Nel 2002, dopo aver riconosciuto le conseguenze del commercio internazionale di diamanti sui diritti umani, l'UE ha adottato norme che vietano tutte le importazioni di diamanti grezzi privi di certificato di origine. Analogamente, i minerali utilizzati per la produzione, ad esempio, di dispositivi ad alta tecnologia, provengono spesso da paesi dilaniati da conflitti. Gli introiti derivanti dalle esportazioni di minerali verso l'UE sono stati spesso utilizzati per alimentare rivolte armate.
Per evitare che il commercio internazionale di minerali finanzi i conflitti e le violazioni dei diritti umani, nel 2017 i deputati al Parlamento europeo hanno approvato norme che obbligano gli importatori europei di stagno, tungsteno, tantalio e oro ad effettuare controlli di dovuta diligenza sui loro fornitori. Il regolamento entrerà pienamente in vigore a partire dal 2021.
Divieto di esportazione di strumenti di tortura
Le norme UE vietano qualsiasi transazione commerciale di beni e servizi che possa contribuire alla tortura o all'esecuzione.
Dal 2004 è in vigore un sistema di controllo delle esportazioni che consente di ispezionare e vietare le merci potenzialmente utilizzabili a fini di tortura.
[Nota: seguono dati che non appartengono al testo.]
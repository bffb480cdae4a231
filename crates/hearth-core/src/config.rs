//! # Store Configuration
//!
//! Settings the record store reads at construction time. Parsing from a file
//! is the application's job; this module only defines the shape and the
//! defaults.

use crate::primitives::{DEFAULT_DATA_FILE, SEED_EVENT_TITLE, SEED_STREAM_LINK};
use crate::seeding::SeedPolicy;
use serde::{Deserialize, Serialize};
use std::path::PathBuf;

/// Configuration of a [`crate::RecordStore`].
#[derive(Debug, Clone, PartialEq, Eq, Serialize, Deserialize)]
#[serde(default, deny_unknown_fields)]
pub struct StoreConfig {
    /// Location of the data file.
    pub data_file: PathBuf,
    /// Copy a corrupt data file aside before it is overwritten.
    pub quarantine_corrupt: bool,
    /// Bootstrap seeding policy.
    pub seed: SeedPolicy,
}

impl StoreConfig {
    /// Default configuration for the given data file.
    #[must_use]
    pub fn with_data_file(data_file: impl Into<PathBuf>) -> Self {
        Self {
            data_file: data_file.into(),
            ..Self::default()
        }
    }
}

impl Default for StoreConfig {
    fn default() -> Self {
        Self {
            data_file: PathBuf::from(DEFAULT_DATA_FILE),
            quarantine_corrupt: true,
            seed: SeedPolicy::default(),
        }
    }
}

impl Default for SeedPolicy {
    fn default() -> Self {
        Self {
            enabled: true,
            title: SEED_EVENT_TITLE.to_string(),
            stream_link: SEED_STREAM_LINK.to_string(),
        }
    }
}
È necessaria l'autorizzazione per quei prodotti che, pur avendo scopi legittimi, possono essere utilizzati anche per compiere violazioni dei diritti umani, come i medicinali.
Le norme comprendono anche il divieto di commercializzazione e transito di strumenti utilizzati per trattamenti crudeli, disumani e degradanti che non hanno altro uso pratico se non l'esecuzione o la tortura, come le sedie elettriche o i sistemi automatici per l'iniezione di droghe.
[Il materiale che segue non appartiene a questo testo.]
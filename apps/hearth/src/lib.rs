//! # Hearth
//!
//! Library half of the Hearth binary: CLI definitions, command
//! implementations and configuration loading. Exposed as a library so the
//! integration tests can drive commands without spawning a process.

pub mod cli;
pub mod config;

use hearth_core::HearthError;

/// Exit code for input the store rejected ("fix your input").
pub const EXIT_VALIDATION: i32 = 2;

/// Exit code for storage, config or output failures ("try again later").
pub const EXIT_FAILURE: i32 = 1;

/// Map an error to the process exit code.
#[must_use]
pub fn exit_code(error: &HearthError) -> i32 {
    if error.is_validation() {
        EXIT_VALIDATION
    } else {
        EXIT_FAILURE
    }
}
//! # Formats
//!
//! On-disk representation of the dataset. File I/O lives in the store.

pub mod codec;

pub use codec::{DecodeOutcome, decode, encode};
Controllo delle esportazioni per il commercio di prodotti potenzialmente utilizzabili per violazioni dei diritti umani
L'UE si è dotata di una normativa per garantire che i prodotti e le tecnologie originariamente prodotti per uso civile in Europa non siano utilizzati per violare i diritti umani.
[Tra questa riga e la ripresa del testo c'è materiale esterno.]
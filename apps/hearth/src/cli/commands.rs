//! # CLI Command Implementations
//!
//! This module contains the actual implementations of CLI commands.
//! Each command calls into the record store and renders the result, either
//! as plain text or as JSON.

use hearth_core::{Event, HearthError, RecordStore, SupportRequest};
use serde::Serialize;
use std::io::Write;

// =============================================================================
// OUTPUT HELPERS
// =============================================================================

fn emit(out: &mut dyn Write, text: &str) -> Result<(), HearthError> {
    out.write_all(text.as_bytes())
        .and_then(|()| out.flush())
        .map_err(|e| HearthError::Output(e.to_string()))
}

fn emit_json<T: Serialize + ?Sized>(out: &mut dyn Write, value: &T) -> Result<(), HearthError> {
    let mut text = serde_json::to_string_pretty(value)
        .map_err(|e| HearthError::Serialization(e.to_string()))?;
    text.push('\n');
    emit(out, &text)
}

fn event_line(event: &Event) -> String {
    let date = if event.date.is_empty() {
        "(no date)"
    } else {
        event.date.as_str()
    };
    match &event.stream_link {
        Some(link) => format!("#{:<4} {:<10}  {}  <{}>\n", event.id.0, date, event.title, link),
        None => format!("#{:<4} {:<10}  {}\n", event.id.0, date, event.title),
    }
}

fn support_line(request: &SupportRequest) -> String {
    let assigned = request
        .assigned_volunteer_id
        .map(|id| format!("volunteer {}", id))
        .unwrap_or_else(|| "unassigned".to_string());
    format!(
        "#{:<4} {}  [{}] {} ({}): {} - {}\n",
        request.id.0,
        request.date,
        request.status.as_str(),
        request.member_name,
        request.contact,
        request.description,
        assigned
    )
}

// =============================================================================
// EVENTS COMMAND
// =============================================================================

/// List events in display order, or creation order when `created` is set.
pub fn cmd_events(
    store: &RecordStore,
    out: &mut dyn Write,
    json_mode: bool,
    created: bool,
) -> Result<(), HearthError> {
    let events = if created {
        store.list_events()
    } else {
        store.ordered_events()
    };

    if json_mode {
        return emit_json(out, &events);
    }

    if events.is_empty() {
        return emit(out, "No events scheduled.\n");
    }

    let mut text = String::from("Events\n======\n");
    for event in &events {
        text.push_str(&event_line(event));
    }
    emit(out, &text)
}

// =============================================================================
// ADD EVENT COMMAND
// =============================================================================

/// Create an event.
pub fn cmd_add_event(
    store: &RecordStore,
    out: &mut dyn Write,
    json_mode: bool,
    title: &str,
    date: &str,
    stream_link: &str,
) -> Result<(), HearthError> {
    let event = store.create_event(title, date, stream_link)?;

    if json_mode {
        return emit_json(out, &event);
    }
    emit(out, &format!("Created event {}\n{}", event.id, event_line(&event)))
}

// =============================================================================
// SUPPORT COMMANDS
// =============================================================================

/// Create a technical-support request.
pub fn cmd_request_support(
    store: &RecordStore,
    out: &mut dyn Write,
    json_mode: bool,
    name: &str,
    contact: &str,
    description: &str,
) -> Result<(), HearthError> {
    let request = store.create_support_request(name, contact, description)?;

    if json_mode {
        return emit_json(out, &request);
    }
    emit(
        out,
        &format!(
            "Created support request {}\n{}",
            request.id,
            support_line(&request)
        ),
    )
}

/// List support requests in creation order.
pub fn cmd_supports(
    store: &RecordStore,
    out: &mut dyn Write,
    json_mode: bool,
) -> Result<(), HearthError> {
    let requests = store.list_support_requests();

    if json_mode {
        return emit_json(out, &requests);
    }

    if requests.is_empty() {
        return emit(out, "No support requests.\n");
    }

    let mut text = String::from("Support Requests\n================\n");
    for request in &requests {
        text.push_str(&support_line(request));
    }
    emit(out, &text)
}

// =============================================================================
// STATUS COMMAND
// =============================================================================

/// Counters and collection sizes of the dataset.
#[derive(Debug, Serialize)]
pub struct StatusReport {
    pub data_file: String,
    pub events: usize,
    pub supports: usize,
    pub volunteers: usize,
    pub next_event_id: u64,
    pub next_support_id: u64,
}

impl StatusReport {
    pub fn from_store(store: &RecordStore) -> Self {
        let dataset = store.snapshot();
        Self {
            data_file: store.path().display().to_string(),
            events: dataset.events.len(),
            supports: dataset.supports.len(),
            volunteers: dataset.volunteers.len(),
            next_event_id: dataset.next_event_id,
            next_support_id: dataset.next_support_id,
        }
    }
}

/// Show dataset status.
pub fn cmd_status(
    store: &RecordStore,
    out: &mut dyn Write,
    json_mode: bool,
) -> Result<(), HearthError> {
    let report = StatusReport::from_store(store);

    if json_mode {
        return emit_json(out, &report);
    }

    let text = format!(
        "Hearth Status\n=============\n\
         Data file:        {}\n\
         Events:           {}\n\
         Support requests: {}\n\
         Volunteers:       {}\n\
         Next event id:    {}\n\
         Next support id:  {}\n",
        report.data_file,
        report.events,
        report.supports,
        report.volunteers,
        report.next_event_id,
        report.next_support_id
    );
    emit(out, &text)
}

// =============================================================================
// INIT COMMAND
// =============================================================================

/// Make sure the data file exists on disk.
pub fn cmd_init(
    store: &RecordStore,
    out: &mut dyn Write,
    json_mode: bool,
) -> Result<(), HearthError> {
    store.save()?;

    if json_mode {
        return emit_json(out, &StatusReport::from_store(store));
    }
    emit(
        out,
        &format!("Initialized data file {}\n", store.path().display()),
    )
}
I prodotti a duplice uso sono beni, software o tecnologie che, oltre allo scopo originario, possono essere impiegati a fini illeciti, ad esempio per sviluppare armi, compiere attacchi terroristici, spiare i cittadini, infiltrarsi nei sistemi informatici, piratare i computer o intercettare i telefoni cellulari.
È in discussione un aggiornamento delle norme che prevede controlli più rigorosi delle esportazioni, dell'intermediazione, del transito e del trasferimento di prodotti a duplice uso e che tiene conto degli sviluppi tecnologici. I controlli delle esportazioni sono agevolati da una lista comune europea di prodotti a duplice uso.
Norme UE per prevenire lo sfruttamento dei lavoratori
Nel 2017 il Parlamento ha approvato una risoluzione in cui chiedeva l'adozione di norme UE che obblighino i fornitori di prodotti tessili e di abbigliamento a rispettare i diritti dei lavoratori. Ha proposto un sistema di obblighi di dovuta diligenza, ossia un'indagine sulle norme in materia di diritti umani prima di concludere un accordo commerciale. I paesi terzi sarebbero tenuti a rispettare le norme UE per la fabbricazione di prodotti tessili sostenibili ed etici. Il Parlamento vuole inoltre che l'UE e gli Stati membri promuovano le norme dell'Organizzazione internazionale del lavoro sui salari e sugli orari di lavoro con i paesi partner nel settore dell'abbigliamento.
Lavoro minorile e lavoro forzato
In una risoluzione del 2016 il Parlamento europeo chiede di individuare modi per rintracciare le prove del lavoro forzato e del lavoro minorile. Le misure includono l'etichettatura dei prodotti con la dicitura "senza ricorso al lavoro minorile", la concessione di preferenze commerciali ai paesi che rispettano determinate norme del lavoro e il divieto di importazione per i prodotti fabbricati ricorrendo al lavoro minorile.
L'attuazione di un meccanismo efficace di tracciabilità orienterebbe verso un divieto totale di tali prodotti. Nella risoluzione si chiede inoltre che la lotta al lavoro forzato e al lavoro minorile sia inclusa nei capitoli relativi al commercio e allo sviluppo sostenibile degli accordi dell'UE finalizzati alla promozione dei diritti umani attraverso il commercio internazionale.